Karena kebaikan itu bisa engkau dapati dengan membaca Al-Qur’an saat shalat tahajud.


***********

 

Keindahan surga, kenikmatan hidup bersama bidadari-bidadari di kamar-kamar surga membuat rindu ini menjadi-jadi. Beribu-ribu tanya pun bermunculan, bak taburan bintang-bintang yang menemani rembulan di tengah malam. Kecantikannya tak dapat dilukiskan, sangat cantik, seolah-olah wajahnya seperti bulan purnama, pipinya kemerah-merahan, mengenakan pakaian sutra, berjalan melenggang di depan gadis-gadis lain (dayang-dayang) yang berhias, membuat Abdul Wahid bin Zaid bersumpah kepada dirinya sendiri untuk tidak meninggalkan shalat malam.


Akh, tanya itu masih menghujani kepalaku, membuat tubuhku basah, dan hatiku gelisah. Sanggupkah jiwa yang kotor ini untuk mendapatkannya? sementara lambungku selalu dekat dengan tempat tidurku. Entah apa yang akan dia katakan, masihkah dia sudi menungguku?

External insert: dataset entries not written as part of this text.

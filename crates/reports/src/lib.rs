pub mod aggregation;
pub mod handler;
pub mod models;
pub mod service;

pub use service::{ReportError, ReportService};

Pernah terlintas dipikiranku, Jika Allah menjanjikan bidadari yang cantik jelita di surgaNya, lantas bagaimana dengan bidadariku di dunia? Apakah dia juga akan menemaniku di surga? Ketika di dunia, menghabiskan hidup bersama, membangun cinta mengejar cinta sejati dari sang pemilik cinta, Allah Azza wa Jalla, detik demi detik penuh cinta hingga maut yang memisahkan. Apakah kebersamaan itu hanya terjalin di dunia saja? Dalam bimbang aku pun mencari jawaban atas tanya tersebut, dan ternyata, jawabannya adalah “TIDAK”. Jawaban tersebut membuat bunga yang layu menjadi mekar, mewangi, menyebarkan harum menghiasi seluruh relung hati, membangkitkan semangat yang sempat mati suri. Senyumanku tak bisa terhenti, ketika membaca sabda kekasih hati. Rasulullah Sahalallahi ‘alaihi wa salallam yang selalu di hati. 

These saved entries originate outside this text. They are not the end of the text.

use crate::category::TransactionType;
use chrono::{DateTime, Days, NaiveDate, Utc};
use common::validation::{amount_text, char_len, check_money_range, parse_date, parse_money};
use common::{Money, ValidationErrors};
use serde::{Deserialize, Serialize};

pub const MIN_AMOUNT_CENTS: i64 = 1;
pub const MAX_AMOUNT_CENTS: i64 = 99_999_999;
/// Oldest allowed transaction date, counted back from today.
pub const MAX_AGE_DAYS: u64 = 5 * 365;
pub const DESCRIPTION_MIN_LEN: usize = 2;
pub const DESCRIPTION_MAX_LEN: usize = 200;
pub const NOTES_MAX_LEN: usize = 500;
pub const PAGE_SIZE: u32 = 20;

#[derive(Debug, Serialize, Deserialize, PartialEq, Clone)]
pub struct Transaction {
    pub id: i64,
    pub user_id: i64,
    #[serde(rename = "type")]
    pub kind: TransactionType,
    pub category: String,
    pub amount: Money,
    pub date: NaiveDate,
    pub description: String,
    pub notes: Option<String>,
    pub created_at: DateTime<Utc>,
}

impl Transaction {
    pub fn is_income(&self) -> bool {
        self.kind == TransactionType::Income
    }

    pub fn is_expense(&self) -> bool {
        self.kind == TransactionType::Expense
    }
}

/// Raw input as submitted by a client. Nothing here is trusted until it has
/// gone through [`TransactionDraft::new`].
#[derive(Debug, Clone, Deserialize)]
pub struct RawTransactionInput {
    #[serde(rename = "type")]
    pub kind: String,
    pub category: String,
    #[serde(deserialize_with = "amount_text")]
    pub amount: String,
    pub date: String,
    pub description: String,
    pub notes: Option<String>,
}

// ENCAPSULATION: a draft can only be built through new(), so holding one means
// every field rule already passed.
#[derive(Debug, Clone, Serialize)]
pub struct TransactionDraft {
    kind: TransactionType,
    category: String,
    amount: Money,
    date: NaiveDate,
    description: String,
    notes: Option<String>,
}

impl TransactionDraft {
    /// Checks the whole input in one pass and reports every failing field.
    pub fn new(raw: RawTransactionInput, today: NaiveDate) -> Result<Self, ValidationErrors> {
        let mut errors = ValidationErrors::new();

        let kind = match raw.kind.trim().parse::<TransactionType>() {
            Ok(kind) => Some(kind),
            Err(_) => {
                errors.add("type", "Please select a transaction type");
                None
            }
        };

        let category = raw.category.trim().to_string();
        if let Some(kind) = kind {
            if !kind.allows_category(&category) {
                errors.add("category", format!("Invalid category for {} transaction.", kind));
            }
        }

        let amount = parse_money(&mut errors, "amount", &raw.amount).filter(|amount| {
            check_money_range(
                &mut errors,
                "amount",
                *amount,
                Money::from_cents(MIN_AMOUNT_CENTS),
                Money::from_cents(MAX_AMOUNT_CENTS),
            )
        });

        let date = parse_date(&mut errors, "date", &raw.date).filter(|date| {
            let oldest = today
                .checked_sub_days(Days::new(MAX_AGE_DAYS))
                .unwrap_or(NaiveDate::MIN);
            if *date > today {
                errors.add("date", "Transaction date cannot be in the future");
                false
            } else if *date < oldest {
                errors.add("date", "Transaction date cannot be more than 5 years ago");
                false
            } else {
                true
            }
        });

        let description = raw.description.trim().to_string();
        let len = char_len(&description);
        if !(DESCRIPTION_MIN_LEN..=DESCRIPTION_MAX_LEN).contains(&len) {
            errors.add(
                "description",
                format!(
                    "Description must be between {} and {} characters",
                    DESCRIPTION_MIN_LEN, DESCRIPTION_MAX_LEN
                ),
            );
        }

        let notes = raw
            .notes
            .map(|n| n.trim().to_string())
            .filter(|n| !n.is_empty());
        if notes.as_deref().is_some_and(|n| char_len(n) > NOTES_MAX_LEN) {
            errors.add("notes", "Notes cannot exceed 500 characters");
        }

        match (kind, amount, date) {
            (Some(kind), Some(amount), Some(date)) if errors.is_empty() => Ok(Self {
                kind,
                category,
                amount,
                date,
                description,
                notes,
            }),
            _ => Err(errors),
        }
    }

    pub fn kind(&self) -> TransactionType {
        self.kind
    }

    pub fn category(&self) -> &str {
        &self.category
    }

    pub fn amount(&self) -> Money {
        self.amount
    }

    pub fn date(&self) -> NaiveDate {
        self.date
    }

    pub fn description(&self) -> &str {
        &self.description
    }

    pub fn notes(&self) -> Option<&str> {
        self.notes.as_deref()
    }
}

/// Optional narrowing for listings. Dates are inclusive.
#[derive(Debug, Default, Clone, PartialEq)]
pub struct TransactionFilter {
    pub kind: Option<TransactionType>,
    pub category: Option<String>,
    pub start_date: Option<NaiveDate>,
    pub end_date: Option<NaiveDate>,
}

impl TransactionFilter {
    pub fn between(start_date: NaiveDate, end_date: NaiveDate) -> Self {
        Self {
            start_date: Some(start_date),
            end_date: Some(end_date),
            ..Self::default()
        }
    }

    pub fn expenses() -> Self {
        Self {
            kind: Some(TransactionType::Expense),
            ..Self::default()
        }
    }
}

#[derive(Debug, Default, Clone, Copy, PartialEq, Serialize)]
pub struct TransactionTotals {
    pub total_income: Money,
    pub total_expenses: Money,
    pub net_balance: Money,
}

impl TransactionTotals {
    pub fn new(total_income: Money, total_expenses: Money) -> Self {
        Self {
            total_income,
            total_expenses,
            net_balance: total_income - total_expenses,
        }
    }

    pub fn from_transactions<'a>(transactions: impl IntoIterator<Item = &'a Transaction>) -> Self {
        let mut income = Money::ZERO;
        let mut expenses = Money::ZERO;
        for t in transactions {
            match t.kind {
                TransactionType::Income => income += t.amount,
                TransactionType::Expense => expenses += t.amount,
            }
        }
        Self::new(income, expenses)
    }
}

#[derive(Debug, Serialize)]
pub struct MonthlySummary {
    pub month: String,
    #[serde(flatten)]
    pub totals: TransactionTotals,
}

#[derive(Debug, Serialize)]
pub struct TransactionPage {
    pub items: Vec<Transaction>,
    pub page: u32,
    pub per_page: u32,
    pub total_items: i64,
    pub total_pages: i64,
    /// Totals over the whole filtered set, not only this page.
    pub summary: TransactionTotals,
    /// Every category the user has recorded, for filter dropdowns.
    pub categories: Vec<String>,
}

Rasulullah Sahalallahi ‘alaihi wa salallam bersabda:


Istri itu untuk suaminya yang terakhir.” (HR. al-Baihaqi: 7/70, Thabrani, Abu Ya’la, dll.)

Hudzaifah Radiallahu anhu berkata kepada istrinya:


Jika engkau berkeinginan menjadi istriku di surga, maka janganlah menikah setelah (kematian)ku, dikarenakan seorang wanita di surga untuk suami-suaminya yang terakhir di dunia, oleh karena itulah Allah mengharamkan isteri-istri Nabi untuk menikah setelah beliau, dikarenakan mereka adalah istri-istri beliau di surga.” (Silsilah as-Shahiha, 3.275).

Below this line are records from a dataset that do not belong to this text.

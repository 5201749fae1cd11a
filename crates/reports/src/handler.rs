use crate::service::{
    DEFAULT_SAVINGS_MONTHS, DEFAULT_SUMMARY_DAYS, DEFAULT_TREND_MONTHS, ReportError, ReportService,
};
use axum::{
    Extension, Json, Router,
    extract::{Query, State},
    http::StatusCode,
    response::{IntoResponse, Response},
    routing::get,
};
use chrono::NaiveDate;
use common::auth::CurrentUser;
use common::validation::parse_date;
use common::{AppState, ValidationErrors};
use serde::Deserialize;
use serde_json::json;
use std::sync::Arc;

impl IntoResponse for ReportError {
    fn into_response(self) -> Response {
        match self {
            ReportError::Validation(errors) => errors.into_response(),
            ReportError::Infrastructure(e) => {
                tracing::error!("Report infrastructure error: {}", e);
                (
                    StatusCode::INTERNAL_SERVER_ERROR,
                    Json(json!({ "error": "Internal server error" })),
                )
                    .into_response()
            }
        }
    }
}

#[derive(Debug, Default, Deserialize)]
pub struct DateRangeQuery {
    pub start_date: Option<String>,
    pub end_date: Option<String>,
}

impl DateRangeQuery {
    fn parse(self) -> Result<(Option<NaiveDate>, Option<NaiveDate>), ValidationErrors> {
        let mut errors = ValidationErrors::new();
        let mut date = |field: &'static str, raw: Option<String>| {
            raw.filter(|s| !s.trim().is_empty())
                .and_then(|s| parse_date(&mut errors, field, &s))
        };
        let start = date("start_date", self.start_date);
        let end = date("end_date", self.end_date);
        errors.into_result((start, end))
    }
}

#[derive(Debug, Deserialize)]
pub struct MonthsQuery {
    pub months: Option<u32>,
}

#[derive(Debug, Deserialize)]
pub struct DaysQuery {
    pub days: Option<u32>,
}

pub fn reports_router(state: Arc<AppState>) -> Router<Arc<AppState>> {
    Router::new()
        .route("/spending-by-category", get(spending_by_category))
        .route("/income-vs-expenses", get(income_vs_expenses))
        .route("/goals-progress", get(goals_progress))
        .route("/savings-trend", get(savings_trend))
        .route("/dashboard-summary", get(dashboard_summary))
        .route("/overview", get(overview))
        .with_state(state)
}

fn today() -> NaiveDate {
    chrono::Local::now().date_naive()
}

async fn spending_by_category(
    State(state): State<Arc<AppState>>,
    Extension(user): Extension<CurrentUser>,
    Query(query): Query<DateRangeQuery>,
) -> Result<impl IntoResponse, ReportError> {
    let (start, end) = query.parse().map_err(ReportError::Validation)?;
    let report = ReportService::spending_by_category(&state.db, user.id, start, end).await?;
    Ok(Json(report))
}

async fn income_vs_expenses(
    State(state): State<Arc<AppState>>,
    Extension(user): Extension<CurrentUser>,
    Query(query): Query<MonthsQuery>,
) -> Result<impl IntoResponse, ReportError> {
    let months = query.months.unwrap_or(DEFAULT_TREND_MONTHS);
    let report = ReportService::income_vs_expenses(&state.db, user.id, today(), months).await?;
    Ok(Json(report))
}

async fn goals_progress(
    State(state): State<Arc<AppState>>,
    Extension(user): Extension<CurrentUser>,
) -> Result<impl IntoResponse, ReportError> {
    let report = ReportService::goals_progress(&state.db, user.id).await?;
    Ok(Json(report))
}

async fn savings_trend(
    State(state): State<Arc<AppState>>,
    Extension(user): Extension<CurrentUser>,
    Query(query): Query<MonthsQuery>,
) -> Result<impl IntoResponse, ReportError> {
    let months = query.months.unwrap_or(DEFAULT_SAVINGS_MONTHS);
    let report = ReportService::savings_trend(&state.db, user.id, today(), months).await?;
    Ok(Json(report))
}

async fn dashboard_summary(
    State(state): State<Arc<AppState>>,
    Extension(user): Extension<CurrentUser>,
    Query(query): Query<DaysQuery>,
) -> Result<impl IntoResponse, ReportError> {
    let days = query.days.unwrap_or(DEFAULT_SUMMARY_DAYS);
    let report = ReportService::dashboard_summary(&state.db, user.id, today(), days).await?;
    Ok(Json(report))
}

async fn overview(
    State(state): State<Arc<AppState>>,
    Extension(user): Extension<CurrentUser>,
) -> Result<impl IntoResponse, ReportError> {
    let overview = ReportService::overview(&state.db, user.id, today()).await?;
    Ok(Json(overview))
}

Dari Ummu Salamah radhiyallahu ‘anha, ia berkata, “Saya bertanya, “Wahai Rasulullah, manakah yang lebih utama, wanita dunia ataukah bidadari yang bermata jeli?


Beliau shallallahu’‘alaihi wa sallam menjawab, “Wanita-wanita dunia lebih utama daripada bidadari-bidadari yang bermata jeli, seperti kelebihan apa yang tampak daripada apa yang tidak tampak.”


Saya bertanya, “Karena apa wanita dunia lebih utama daripada mereka?


Beliau menjawab, “Karena shalat mereka, puasa dan ibadah mereka kepada Allah. Allah meletakkan cahaya di wajah mereka, tubuh mereka adalah kain sutra, kulitnya putih bersih, pakaiannya berwarna hijau, perhiasannya kekuning-kuningan, sanggulnya mutiara dan sisirnya terbuat dari emas. Mereka berkata, ‘Kami hidup abadi dan tidak mati, kami lemah lembut dan tidak jahat sama sekali, kami selalu mendampingi dan tidak beranjak sama sekali, kami ridha dan tidak pernah bersungut-sungut sama sekali. Berbahagialah orang yang memiliki kami dan kami memilikinya.’.” (HR. Ath Thabrani)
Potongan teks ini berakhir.